Our leadership is an extension of His leadership. Any eternal influence we have is an extension of His influence. Our effectiveness as leaders is directly connected to the depth of our connection and relationship with Him. Clearly, our leadership is therefore about Him and not about us. The question is whether our leadership reflects that truth.

The rear view mirror

Some things belong in our rear view mirror rather than our worrying, feeling guilty or obsessing about them. Here is a truth that many of us find hard to accept: Some situations we cannot fix, some people we cannot change and some problems we cannot solve. Often when we run up against such walls we feel guilty that we could not make it right, we wonder how we get through to people who don't want to hear and we feel anxious that we didn't do all that we could.

How many supervisors have agonized before, during and after letting someone go who needed to go! As a consultant I have encountered clients that I could not much help and watched good ministries settle for what is rather than what could be. Or, that relative who we want to help but isn't open to input. These situations can be anxiety and guilt producing and we constantly re-saw the sawdust in our mind. Or, we have finally got rid of that highly dysfunctional leader who made our life miserable but we keep dwelling on the pain.

Here is a second truth: God does not expect us to solve all the dilemmas we encounter. People make choices, organizations make choices, and some folks are not interested in hearing or changing. That is not our issue so why do we obsess about issues we cannot change?

There are some phrases that apply here: "It is done, put it behind us," "get over it," "put it in the rear-view mirror and move on." "It is not our responsibility." "We cannot solve someone's problem who does not want to hear." "Some people like their dysfunction and drama." "Let it go."

When we hang on to stuff we cannot solve we take responsibility for things that are not ours. It is wasted energy to be sure and highly unproductive to say nothing of stress producing. Let it go and put it in the rear view mirror where it belongs.

Tuesday, January 14, 2014

Opaque boards: When boards do their work in private rather than in the board room

There are boards that are transparent and there are boards that are opaque. Transparent boards are those where the key conversations between board members take place in the board room so that everyone is party to the conversation. This is how boards are designed to operate. 

Board members must make decisions and in order to make good decisions they need to have all the relevant information. In addition it is in the give and take of dialogue among good board members that the best decisions are made. It is a commitment to a corporate decision making model.

Unfortunately this is often not how boards operate. In many cases, leaders or powerbrokers on boards use a divide and conquer strategy. Rather than having the key conversations in the board room for all to hear they have private conversations behind the scenes with different board members which in turn influences the outcome of decisions at the board level.

Some would say this is smart politics and it is surely politics.

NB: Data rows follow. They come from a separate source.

// ===== Step 4 =====

#[tokio::test(start_paused = true)]
async fn test_mobile_payment_confirmed_on_third_poll() {
    let (backend, gateway, mut flow) = at_payment(PaymentMethod::Mobile).await;
    backend.script_bookings(vec![Ok(unpaid()), Ok(unpaid()), Ok(paid())]);

    let state = flow.initiate_mobile_payment("670 000 001").await.unwrap();
    assert!(matches!(state, MobilePaymentState::Pending { .. }));
    let start = Instant::now();

    let requests = gateway.requests();
    assert_eq!(requests.len(), 1);
    assert_eq!(requests[0].amount, Money::from_minor(6600, Currency::USD));
    assert_eq!(requests[0].payee.e164(), "+237670000001");
    assert_eq!(requests[0].payment_reference, "REF-42");

    assert_eq!(
        flow.next_update().await,
        Some(WorkflowUpdate::PaymentWaiting { attempt: 1 })
    );
    assert!(flow.back().is_err());
    assert_eq!(
        flow.next_update().await,
        Some(WorkflowUpdate::PaymentWaiting { attempt: 2 })
    );
    assert_eq!(flow.step(), Step::Payment);
    assert_eq!(
        flow.next_update().await,
        Some(WorkflowUpdate::PaymentConfirmed { attempt: 3 })
    );

    assert_eq!(start.elapsed(), Duration::from_secs(10));
    assert_eq!(flow.step(), Step::CheckIn);
    assert!(matches!(flow.mobile_payment(), MobilePaymentState::Success { .. }));
    assert!(!flow.is_polling());
    assert_eq!(backend.booking_calls.load(Ordering::SeqCst), 3);
}

#[tokio::test(start_paused = true)]
async fn test_check_status_fetches_immediately() {
    let (backend, _gateway, mut flow) = at_payment(PaymentMethod::Mobile).await;
    assert!(flow.check_payment_status().is_err());

    flow.initiate_mobile_payment("670000001").await.unwrap();
    assert_eq!(
        flow.next_update().await,
        Some(WorkflowUpdate::PaymentWaiting { attempt: 1 })
    );
    let start = Instant::now();

    flow.check_payment_status().unwrap();
    assert_eq!(
        flow.next_update().await,
        Some(WorkflowUpdate::PaymentWaiting { attempt: 2 })
    );
    assert!(start.elapsed() < Duration::from_secs(1));
    assert_eq!(backend.booking_calls.load(Ordering::SeqCst), 2);
}

#[tokio::test(start_paused = true)]
async fn test_payment_poll_gives_up_then_reinitiates() {
    let (backend, gateway, mut flow) = at_confirmation(
        PaymentMethod::Mobile,
        vec![ready_snapshot()],
        FlowConfig::default().with_max_transient_retries(1),
    )
    .await;
    flow.next_update().await.unwrap();
    flow.proceed_to_payment().unwrap();
    backend.script_bookings(vec![Err(offline()), Err(offline())]);

    flow.initiate_mobile_payment("670000001").await.unwrap();
    assert!(matches!(
        flow.next_update().await,
        Some(WorkflowUpdate::TransientError { attempt: 1, .. })
    ));
    assert!(matches!(
        flow.mobile_payment(),
        MobilePaymentState::Pending { last_error: Some(_), .. }
    ));
    assert!(matches!(
        flow.next_update().await,
        Some(WorkflowUpdate::PaymentFailed { .. })
    ));

    assert!(!flow.is_polling());
    assert!(matches!(
        flow.mobile_payment(),
        MobilePaymentState::FailedConfirmation { .. }
    ));
    assert_eq!(flow.step(), Step::Payment);
    assert!(flow.advance().is_err());
    assert!(flow.initiate_mobile_payment("670000001").await.is_err());
    assert_eq!(gateway.requests().len(), 1);

    flow.reset_mobile_payment().unwrap();
    backend.script_bookings(vec![Ok(paid())]);
    let state = flow.initiate_mobile_payment("670000001").await.unwrap();
    assert!(matches!(state, MobilePaymentState::Pending { .. }));
    assert_eq!(gateway.requests().len(), 2);

    assert_eq!(
        flow.next_update().await,
        Some(WorkflowUpdate::PaymentConfirmed { attempt: 1 })
    );
    assert_eq!(flow.step(), Step::CheckIn);
}

#[tokio::test(start_paused = true)]
async fn test_payee_outside_supported_country_is_refused() {
    let (_backend, gateway, mut flow) = at_payment(PaymentMethod::Mobile).await;

    let err = flow.initiate_mobile_payment("+234 803 000 0000").await.unwrap_err();

    assert!(matches!(err, DeskError::Validation { .. }));
    assert!(gateway.requests().is_empty());
    assert_eq!(flow.mobile_payment(), &MobilePaymentState::Idle);
}

#[tokio::test(start_paused = true)]
async fn test_declined_initiation_can_be_reset() {
    let backend = FakeBackend::with_rooms(default_rooms());
    backend.script_conversions(vec![ready_snapshot()]);
    let gateway = FakeGateway::answering(Ok(PaymentInitiationResult::Declined {
        message: "Insufficient balance".to_string(),
    }));
    let mut flow = workflow(&backend, &gateway, FlowConfig::default());
    flow.search_rooms(&criteria(10, 12)).await.unwrap();
    flow.select_room(101).unwrap();
    flow.submit_guest_details(&guest(PaymentMethod::Mobile)).await.unwrap();
    flow.next_update().await.unwrap();
    flow.proceed_to_payment().unwrap();

    let state = flow.initiate_mobile_payment("670000001").await.unwrap();
    assert_eq!(
        state,
        MobilePaymentState::FailedInitiation {
            message: "Insufficient balance".to_string()
        }
    );
    assert!(!flow.is_polling());
    assert_eq!(flow.step(), Step::Payment);

    flow.reset_mobile_payment().unwrap();
    assert_eq!(flow.mobile_payment(), &MobilePaymentState::Idle);
    assert!(flow.back().is_ok());
}

#[tokio::test(start_paused = true)]
async fn test_cash_requires_matching_amounts_and_receipt() {
    let (backend, _gateway, mut flow) = at_payment(PaymentMethod::Cash).await;
    assert_eq!(
        flow.payment_view(),
        PaymentView::Cash {
            amount_due: Some(xaf(40000))
        }
    );

    let mismatched = CashForm {
        amount: "40000".to_string(),
        confirmation: "4000".to_string(),
        received: true,
    };
    assert!(flow.submit_cash_payment(&mismatched).await.is_err());

    let unticked = CashForm {
        received: false,
        confirmation: "40000".to_string(),
        ..mismatched.clone()
    };
    assert!(flow.submit_cash_payment(&unticked).await.is_err());
    assert!(backend.patches.lock().unwrap().is_empty());
    assert!(flow.advance().is_err());
    assert_eq!(flow.step(), Step::Payment);

    let valid = CashForm {
        received: true,
        ..unticked
    };
    assert_eq!(flow.submit_cash_payment(&valid).await.unwrap(), Step::CheckIn);

    let patches = backend.patches.lock().unwrap();
    assert_eq!(patches.len(), 1);
    assert_eq!(patches[0], BookingPatch::cash_settlement(xaf(40000)));
}

#[tokio::test(start_paused = true)]
async fn test_mobile_actions_refused_on_cash_booking() {
    let (_backend, gateway, mut flow) = at_payment(PaymentMethod::Cash).await;

    assert!(flow.initiate_mobile_payment("670000001").await.is_err());
    assert!(gateway.requests().is_empty());
}

// ===== Step 5 =====

#[tokio::test(start_paused = true)]
async fn test_check_in_once_then_finish() {
    let (backend, _gateway, mut flow) = at_payment(PaymentMethod::Cash).await;
    let cash = CashForm {
        amount: "40 000".to_string(),
        confirmation: "40000".to_string(),
        received: true,
    };
    flow.submit_cash_payment(&cash).await.unwrap();

    let invoice = flow.invoice().unwrap();
    assert_eq!(invoice.booking_code, "BK-42");
    assert_eq!(invoice.total, xaf(40000));

    let checked_in = flow.check_in().await.unwrap();
    assert!(checked_in.booking.is_checked_in());

    let err = flow.check_in().await.unwrap_err();
    assert!(matches!(err, DeskError::GuardFailed { step: Step::CheckIn, .. }));
    assert_eq!(backend.check_in_calls.load(Ordering::SeqCst), 1);

    assert!(flow.advance().is_err());

    flow.finish();
    assert_eq!(flow.step(), Step::SelectRoom);
    assert!(flow.state().created_booking().is_none());
    assert!(flow.state().conversion().is_none());
    assert!(flow.search().offered().is_empty());
}

#[tokio::test(start_paused = true)]
async fn test_paid_booking_is_locked_after_going_back() {
    let (backend, gateway, mut flow) = at_payment(PaymentMethod::Cash).await;
    let cash = CashForm {
        amount: "40000".to_string(),
        confirmation: "40000".to_string(),
        received: true,
    };
    flow.submit_cash_payment(&cash).await.unwrap();

    for _ in 0..3 {
        flow.back().unwrap();
    }
    assert_eq!(flow.step(), Step::GuestDetails);

    let err = flow
        .submit_guest_details(&guest(PaymentMethod::Mobile))
        .await
        .unwrap_err();
    assert!(matches!(err, DeskError::GuardFailed { step: Step::GuestDetails, .. }));
    assert_eq!(flow.step(), Step::GuestDetails);

    flow.back().unwrap();
    flow.search_rooms(&criteria(10, 11)).await.unwrap();
    let err = flow.select_room(101).unwrap_err();
    assert!(matches!(err, DeskError::GuardFailed { step: Step::SelectRoom, .. }));
    assert_eq!(flow.state().date_range().unwrap().nights(), 2);

    flow.search_rooms(&criteria(10, 12)).await.unwrap();
    assert_eq!(flow.select_room(101).unwrap(), Step::GuestDetails);
    for _ in 0..3 {
        flow.advance().unwrap();
    }
    assert_eq!(flow.step(), Step::CheckIn);

    assert_eq!(backend.patches.lock().unwrap().len(), 1);
    assert_eq!(backend.created.lock().unwrap().len(), 1);
    assert!(gateway.requests().is_empty());
}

But consider this: the practice destroys the concept of corporate decision making. This is a manipulative strategy designed to get one's desired outcome but not through group means. Not only that but it robs other board members of the information they should have. They don't know of the private conversations that have taken place and therefore are not privy to why people take the positions they take. In this scenario, the only individual who knows everything is the one who has been having the behind the scenes conversations. 

I have consulted with churches and organizations where this practice took place on a regular basis. I call it an opaque process because it is not in the open and it is not transparent. Decisions get made but not in the open - they are made behind the scenes. It is a practice designed to get one's way but not designed to reflect good governance. It disempowers those not in the know and creates triangulated relationships rather than open, honest relationships.

Opaque boards and decision making is never healthy. Avoid it at all costs.